The thrust of her piece is her opening question: “when is a pregnancy terminated?” This is key to her argument, which works this way: Since she has “proven” that pregnancy ends when the fetus’s head exits the uterus (it doesn’t), and since ID&X is performed with the fetus’s head outside the uterus (it isn’t), then ID&X is performed on women who aren’t pregnant. And since it is performed on women who aren’t pregnant, then, in the words of Liberty Counsel’s brief: ID&X is in fact “arguably not an abortion.” Thus (implicitly), because women have a right to abortion but ID&X is not an abortion, there is no reason the law cannot prohibit ID&X.
This is immensely stupid.
Apparently, women have a right to an abortion, but they don’t have a right to do anything about an unwanted fetus stuck in their vaginas.

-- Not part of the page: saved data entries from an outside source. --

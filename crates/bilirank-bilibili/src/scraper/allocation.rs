use std::collections::BTreeMap;

use bilirank_core::VideoItem;

/// Splits a global comment `budget` across `videos` in proportion to each
/// video's reported comment count.
///
/// Each quota is clamped to `[floor, ceiling]` and then capped at the video's
/// own count when that count is known. When no video reports any comments the
/// budget is split evenly (still clamped).
#[must_use]
pub fn allocate_comments(
    videos: &[VideoItem],
    budget: usize,
    floor: usize,
    ceiling: usize,
) -> BTreeMap<String, usize> {
    let mut allocation = BTreeMap::new();
    if videos.is_empty() {
        return allocation;
    }

    let clamp = |quota: usize| quota.max(floor).min(ceiling);
    let total: u128 = videos.iter().map(|v| u128::from(v.comment_count)).sum();

    if total == 0 {
        let even = clamp(budget / videos.len());
        for video in videos {
            allocation.insert(video.bvid.clone(), even);
        }
        return allocation;
    }

    for video in videos {
        let share = budget as u128 * u128::from(video.comment_count) / total;
        let mut quota = clamp(usize::try_from(share).unwrap_or(usize::MAX));
        if video.comment_count > 0 {
            quota = quota.min(usize::try_from(video.comment_count).unwrap_or(usize::MAX));
        }
        allocation.insert(video.bvid.clone(), quota);
    }
    allocation
}

#[cfg(test)]
mod tests {
    use super::*;

    fn video(bvid: &str, comment_count: u64) -> VideoItem {
        VideoItem {
            bvid: bvid.to_string(),
            comment_count,
            ..VideoItem::default()
        }
    }

    #[test]
    fn empty_input_allocates_nothing() {
        assert!(allocate_comments(&[], 500, 10, 200).is_empty());
    }

    #[test]
    fn zero_counts_split_evenly() {
        let videos = [video("BV1a", 0), video("BV1b", 0)];
        let allocation = allocate_comments(&videos, 100, 10, 200);
        assert_eq!(allocation["BV1a"], 50);
        assert_eq!(allocation["BV1b"], 50);
    }

    #[test]
    fn even_split_is_clamped_to_floor() {
        let videos: Vec<VideoItem> = (0..20).map(|i| video(&format!("BV{i}"), 0)).collect();
        let allocation = allocate_comments(&videos, 100, 10, 200);
        assert!(allocation.values().all(|&q| q == 10));
    }

    #[test]
    fn shares_follow_comment_counts() {
        let videos = [video("BV1a", 300), video("BV1b", 100)];
        let allocation = allocate_comments(&videos, 100, 10, 200);
        assert_eq!(allocation["BV1a"], 75);
        assert_eq!(allocation["BV1b"], 25);
    }

    #[test]
    fn quota_never_exceeds_ceiling() {
        let videos = [video("BV1a", 10_000), video("BV1b", 10)];
        let allocation = allocate_comments(&videos, 500, 10, 200);
        assert_eq!(allocation["BV1a"], 200);
        assert_eq!(allocation["BV1b"], 10);
    }

    #[test]
    fn floor_is_capped_at_known_count() {
        let videos = [video("BV1a", 5), video("BV1b", 995)];
        let allocation = allocate_comments(&videos, 1000, 10, 2000);
        assert_eq!(allocation["BV1a"], 5);
        assert_eq!(allocation["BV1b"], 995);
    }

    #[test]
    fn video_without_count_gets_floor_when_others_have_counts() {
        let videos = [video("BV1a", 0), video("BV1b", 400)];
        let allocation = allocate_comments(&videos, 200, 10, 200);
        assert_eq!(allocation["BV1a"], 10);
        assert_eq!(allocation["BV1b"], 200);
    }
}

Nonsense. Though we conventionally talk about the “right to abortion”, what women actually have - like all persons before the law have - is a right to control their bodies, and to equal enjoyment of the protections and liberties of the Constitution. This is the language explicitly used in the Roe decision, and since. Abortion is just a means of securing and exercising the general rights women already have. If those general liberty rights are compromised by some other condition impinging only upon women - like, say, having an unwanted fetus hanging half-in and half-out of their vaginas - those women have a perfect right to take action to regain their liberty and end its constraint by unwanted outside forces. If such action requires an abortion, they are entitled to an abortion. If it requires a procedure precisely identical to an abortion except that Jerry Falwell’s lawyers want to call it something else, then they’re entitled to that as well, whether or not you call it an abortion. “Proving” that ID&X is not abortion (because some women with full-grown fetuses inside their bodies aren’t really, you know, pregnant) is neither here nor there. The fundamental liberty right all women enjoy has nothing to do with whether their means of protecting and regaining their liberty is abortion or not; whatever they need to protect rights that they are entitled to is itself justified, whether it is abortion or something else.

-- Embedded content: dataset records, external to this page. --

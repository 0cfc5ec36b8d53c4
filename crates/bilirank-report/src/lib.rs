//! Aggregation and ranking of scored comments into a report.
//!
//! Everything here is a pure function of its input: the same scored comments
//! always produce the same rankings, rounded scores and ordering.

pub mod generator;
pub mod ranking;
pub mod stats;
pub mod types;

pub use generator::{generate_report, template_recommendation};
pub use ranking::{
    brand_analysis, brand_scores, generate_model_rankings, generate_rankings, normalize_model_key,
};
pub use stats::{calculate_sentiment, extract_keywords, select_typical_comments};
pub use types::{
    KeywordItem, ReportData, ReportInput, ReportStats, SentimentStats, TypicalComment, VideoSource,
};

/// Rounds to one decimal place, half away from zero.
#[must_use]
pub(crate) fn round1(value: f64) -> f64 {
    (value * 10.0).round() / 10.0
}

This would be criminal idiocy in any lawyer not affiliated with the “pro-life” movement. By their standards, it’s just typical confusion and ignorance. As for Stanek, no one expects better of her, and she rarely disappoints. In this case, she mischaracterizes the definition of pregnancy used by the reality-based community, derives from her false definition a “logical” conclusion about non-pregnancy that doesn’t even pass the laugh test let alone correspond to reality, and from that attempts to vacate the central holding in Roe (at least in respect of ID&X) by assuming that having a right to abortion precludes having the right to any other procedure that serves the same Constitutional ends without being abortion. This is dumbness piled upon ignorance - in other words, an ordinary day on the right wing - but tiresome for all that. We can only hope the newly-stacked Court has enough self-respect to rise above it.